┏━━

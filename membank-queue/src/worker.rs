//! Worker pool for processing jobs.

use membank_log::{debug, error, info, warn};
use crate::error::{QueueError, QueueResult};
use crate::handler::{FnHandler, HandlerRegistry, HandlerResult, JobContext, JobHandler};
use crate::job::{Job, JobResult, JobStatus};
use crate::monitor::Monitor;
use crate::producer::Producer;
use crate::retry::RetryController;
use chrono::Utc;
use futures::FutureExt;
use parking_lot::Mutex;
use std::any::Any;
use std::future::Future;
use std::panic::AssertUnwindSafe;
use std::sync::Arc;
use std::sync::atomic::{AtomicUsize, Ordering};
use std::time::Duration;
use tokio::time::{Instant, MissedTickBehavior, interval};
use tokio_util::sync::CancellationToken;
use tokio_util::task::TaskTracker;

#[derive(Debug, Clone, Copy, PartialEq, Eq)]
enum PoolState {
    Idle,
    Running,
    Stopped,
}

/// Result of a single poll.
#[derive(Debug, Clone, Copy, PartialEq, Eq)]
pub(crate) enum Poll {
    /// A member was claimed and dealt with
    Processed,
    /// Nothing was ready
    Empty,
    /// The store could not be reached
    Unavailable,
}

/// Fixed-size pool of workers consuming the priority collection.
///
/// A pool is started at most once. Stopping waits for in-flight handlers,
/// the housekeeping loops and any retry timers to finish.
pub struct WorkerPool {
    dispatcher: Dispatcher,
    monitor: Monitor,
    shutdown: CancellationToken,
    tracker: TaskTracker,
    state: Mutex<PoolState>,
}

impl WorkerPool {
    /// Create an idle pool consuming through `producer`.
    pub fn new(producer: Producer) -> Self {
        let shutdown = CancellationToken::new();
        let tracker = TaskTracker::new();
        let in_flight = Arc::new(AtomicUsize::new(0));
        let retry = RetryController::new(producer.clone(), shutdown.clone(), tracker.clone());
        let monitor = Monitor::new(producer.clone(), retry.clone(), in_flight.clone());

        Self {
            dispatcher: Dispatcher {
                producer,
                registry: HandlerRegistry::new(),
                retry,
                in_flight,
            },
            monitor,
            shutdown,
            tracker,
            state: Mutex::new(PoolState::Idle),
        }
    }

    /// Register a handler for a job type.
    pub fn register_handler(&self, job_type: impl Into<String>, handler: Arc<dyn JobHandler>) {
        self.dispatcher.registry.register(job_type, handler);
    }

    /// Register an async closure as the handler for a job type.
    ///
    /// # Examples
    ///
    /// ```
    /// use membank_queue::{JobResult, Producer, WorkerPool};
    /// use membank_queue::store::MemoryStore;
    /// use std::sync::Arc;
    ///
    /// let producer = Producer::new(Arc::new(MemoryStore::new()), Default::default());
    /// let pool = WorkerPool::new(producer);
    ///
    /// pool.register_fn("echo", |job, _ctx| async move {
    ///     Ok(JobResult::with_result(job.payload))
    /// });
    /// assert_eq!(pool.registry().job_types(), vec!["echo".to_string()]);
    /// ```
    pub fn register_fn<F, Fut>(&self, job_type: impl Into<String>, function: F)
    where
        F: Fn(Job, JobContext) -> Fut + Send + Sync + 'static,
        Fut: Future<Output = HandlerResult> + Send + 'static,
    {
        let job_type = job_type.into();
        let handler = FnHandler::new(job_type.clone(), function);
        self.register_handler(job_type, Arc::new(handler));
    }

    /// Handler registry shared by the workers.
    pub fn registry(&self) -> &HandlerRegistry {
        &self.dispatcher.registry
    }

    /// Monitor over this pool's queue.
    pub fn monitor(&self) -> &Monitor {
        &self.monitor
    }

    /// Retry controller owning this pool's retry timers.
    pub fn retry_controller(&self) -> &RetryController {
        &self.dispatcher.retry
    }

    /// Jobs currently inside a handler.
    pub fn processing_count(&self) -> usize {
        self.dispatcher.in_flight.load(Ordering::Relaxed)
    }

    /// Check whether workers are running.
    pub fn is_running(&self) -> bool {
        *self.state.lock() == PoolState::Running
    }

    /// Start `concurrency` workers plus the housekeeping loops.
    ///
    /// Returns immediately. A `concurrency` of zero uses the configured
    /// default. Workers also stop when `cancellation` fires; handlers see it
    /// through their [`JobContext`].
    pub fn start_consuming(&self, cancellation: CancellationToken, concurrency: usize) -> QueueResult<()> {
        {
            let mut state = self.state.lock();
            match *state {
                PoolState::Running => return Err(QueueError::WorkerAlreadyRunning),
                PoolState::Stopped => return Err(QueueError::WorkerStopped),
                PoolState::Idle => *state = PoolState::Running,
            }
        }

        let config = self.dispatcher.producer.config();
        let concurrency = if concurrency == 0 {
            config.default_concurrency
        } else {
            concurrency
        };

        info!(
            queue = %config.queue_name,
            concurrency,
            "Starting job consumer"
        );

        for worker_id in 0..concurrency {
            let dispatcher = self.dispatcher.clone();
            let shutdown = self.shutdown.clone();
            let cancellation = cancellation.clone();
            self.tracker
                .spawn(async move { dispatcher.run(worker_id, shutdown, cancellation).await });
        }

        let monitor = self.monitor.clone();
        let shutdown = self.shutdown.clone();
        let outer = cancellation.clone();
        self.tracker
            .spawn(async move { monitor.run_cleanup(shutdown, outer).await });

        if config.stats_enabled {
            let monitor = self.monitor.clone();
            let shutdown = self.shutdown.clone();
            self.tracker
                .spawn(async move { monitor.run_stats(shutdown, cancellation).await });
        }

        Ok(())
    }

    /// Signal shutdown and wait for every worker and timer to exit.
    ///
    /// In-flight handlers run to completion (bounded by the job timeout).
    /// Safe to call more than once, and before the pool was started.
    pub async fn stop_consuming(&self) -> QueueResult<()> {
        let previous = std::mem::replace(&mut *self.state.lock(), PoolState::Stopped);
        if previous == PoolState::Running {
            info!("Stopping job consumer");
        }

        self.shutdown.cancel();
        self.tracker.close();
        self.tracker.wait().await;

        if previous == PoolState::Running {
            info!("Job consumer stopped");
        }
        Ok(())
    }

    /// Poll once on behalf of `worker_id`, outside the worker loop.
    #[cfg(test)]
    pub(crate) async fn process_next_job(&self, worker_id: usize, cancellation: &CancellationToken) -> Poll {
        self.dispatcher.process_next_job(worker_id, cancellation).await
    }
}

impl Drop for WorkerPool {
    fn drop(&mut self) {
        self.shutdown.cancel();
    }
}

/// Everything a worker task needs, cheap to clone into each task.
#[derive(Clone)]
struct Dispatcher {
    producer: Producer,
    registry: HandlerRegistry,
    retry: RetryController,
    in_flight: Arc<AtomicUsize>,
}

/// Keeps the processing counter accurate even if a handler panics.
struct InFlight(Arc<AtomicUsize>);

impl InFlight {
    fn enter(counter: &Arc<AtomicUsize>) -> Self {
        counter.fetch_add(1, Ordering::Relaxed);
        Self(counter.clone())
    }
}

impl Drop for InFlight {
    fn drop(&mut self) {
        self.0.fetch_sub(1, Ordering::Relaxed);
    }
}

impl Dispatcher {
    async fn run(&self, worker_id: usize, shutdown: CancellationToken, cancellation: CancellationToken) {
        debug!(worker_id, "Worker started");

        let mut ticker = interval(self.producer.config().poll_interval);
        ticker.set_missed_tick_behavior(MissedTickBehavior::Delay);

        'outer: loop {
            tokio::select! {
                biased;
                _ = shutdown.cancelled() => {
                    debug!(worker_id, "Worker stopped");
                    break;
                }
                _ = cancellation.cancelled() => {
                    debug!(worker_id, "Worker stopped due to context cancellation");
                    break;
                }
                _ = ticker.tick() => {}
            }

            // Drain while work is available; wait for the next tick otherwise.
            loop {
                if shutdown.is_cancelled() || cancellation.is_cancelled() {
                    continue 'outer;
                }
                match self.process_next_job(worker_id, &cancellation).await {
                    Poll::Processed => {}
                    Poll::Empty | Poll::Unavailable => break,
                }
            }
        }
    }

    async fn process_next_job(&self, worker_id: usize, cancellation: &CancellationToken) -> Poll {
        let config = self.producer.config();

        let member = match self.producer.store().zpopmax(&config.queue_key()).await {
            Ok(Some((member, _))) => member,
            Ok(None) => return Poll::Empty,
            Err(e) => {
                error!(worker_id, error = %e, "Failed to pop job from queue");
                return Poll::Unavailable;
            }
        };

        let job: Job = match serde_json::from_str(&member) {
            Ok(job) => job,
            Err(e) => {
                self.reject_undecodable(worker_id, &member, e).await;
                return Poll::Processed;
            }
        };

        let _guard = InFlight::enter(&self.in_flight);
        let started = Instant::now();

        info!(
            worker_id,
            job_id = %job.id,
            job_type = %job.job_type,
            retries = job.retries,
            "Processing job"
        );

        let Some(handler) = self.registry.get(&job.job_type) else {
            let err = QueueError::NoHandler(job.job_type.clone());
            error!(worker_id, job_id = %job.id, error = %err, "No handler for job type");
            self.retry.handle_failure(job, err.to_string(), cancellation).await;
            return Poll::Processed;
        };

        let ctx = JobContext::new(worker_id, config.job_timeout, cancellation.clone());
        let handled = AssertUnwindSafe(handler.handle(&ctx, &job)).catch_unwind();
        let outcome = tokio::time::timeout(config.job_timeout, handled).await;
        let elapsed = started.elapsed();

        match outcome {
            Ok(Ok(Ok(result))) => self.complete(worker_id, job, result, elapsed).await,
            Ok(Ok(Err(e))) => {
                error!(
                    worker_id,
                    job_id = %job.id,
                    duration_ms = elapsed.as_millis() as u64,
                    error = %e,
                    "Job failed"
                );
                self.retry.handle_failure(job, e.to_string(), cancellation).await;
            }
            Ok(Err(panic)) => {
                let err = QueueError::Handler(format!("handler panicked: {}", panic_message(&*panic)));
                error!(
                    worker_id,
                    job_id = %job.id,
                    duration_ms = elapsed.as_millis() as u64,
                    error = %err,
                    "Job handler panicked"
                );
                self.retry.handle_failure(job, err.to_string(), cancellation).await;
            }
            Err(_) => {
                let err = QueueError::Timeout(config.job_timeout);
                error!(worker_id, job_id = %job.id, error = %err, "Job timed out");
                self.retry.handle_failure(job, err.to_string(), cancellation).await;
            }
        }

        Poll::Processed
    }

    async fn complete(&self, worker_id: usize, mut job: Job, mut result: JobResult, elapsed: Duration) {
        result.job_id = job.id.clone();
        result.status = JobStatus::Completed;
        result.error = None;
        result.duration = elapsed;
        result.retries = job.retries;
        result.created_at = Utc::now();

        if let Err(e) = self.producer.store_result(&result).await {
            error!(worker_id, job_id = %job.id, error = %e, "Failed to store job result");
        }

        job.processed_at = Some(result.created_at);
        if let Err(e) = self.producer.save_snapshot(&job).await {
            warn!(worker_id, job_id = %job.id, error = %e, "Failed to update job snapshot");
        }

        info!(
            worker_id,
            job_id = %job.id,
            job_type = %job.job_type,
            duration_ms = elapsed.as_millis() as u64,
            "Job completed successfully"
        );
    }

    /// A member that is not a job cannot be retried. Record a failure if the
    /// id is recoverable, otherwise drop it.
    async fn reject_undecodable(&self, worker_id: usize, member: &str, err: serde_json::Error) {
        let reason = QueueError::Deserialization(err.to_string()).to_string();
        let id = serde_json::from_str::<serde_json::Value>(member)
            .ok()
            .and_then(|value| value.get("id").and_then(|id| id.as_str()).map(str::to_owned))
            .filter(|id| !id.is_empty());

        let Some(id) = id else {
            error!(worker_id, error = %reason, "Dropping undecodable queue member");
            return;
        };

        error!(worker_id, job_id = %id, error = %reason, "Failed to decode job");
        let mut job = Job::new("").with_id(id);
        job.failed_at = Some(Utc::now());
        if let Err(e) = self.producer.store_result(&JobResult::failed(&job, reason)).await {
            error!(worker_id, job_id = %job.id, error = %e, "Failed to store job result");
        }
    }
}

fn panic_message(panic: &(dyn Any + Send)) -> &str {
    if let Some(msg) = panic.downcast_ref::<&str>() {
        msg
    } else if let Some(msg) = panic.downcast_ref::<String>() {
        msg
    } else {
        "unknown panic payload"
    }
}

┗━━

EXERCISE INSTRUCTIONS — Give back exactly the lines from the beginning of the records through the line containing "use crate::monitor::Monitor;", and only those.

COMPLETED EXERCISE —
filename membank-queue/src/worker.rs
//! Worker pool for processing jobs.

use membank_log::{debug, error, info, warn};
use crate::error::{QueueError, QueueResult};
use crate::handler::{FnHandler, HandlerRegistry, HandlerResult, JobContext, JobHandler};
use crate::job::{Job, JobResult, JobStatus};
use crate::monitor::Monitor;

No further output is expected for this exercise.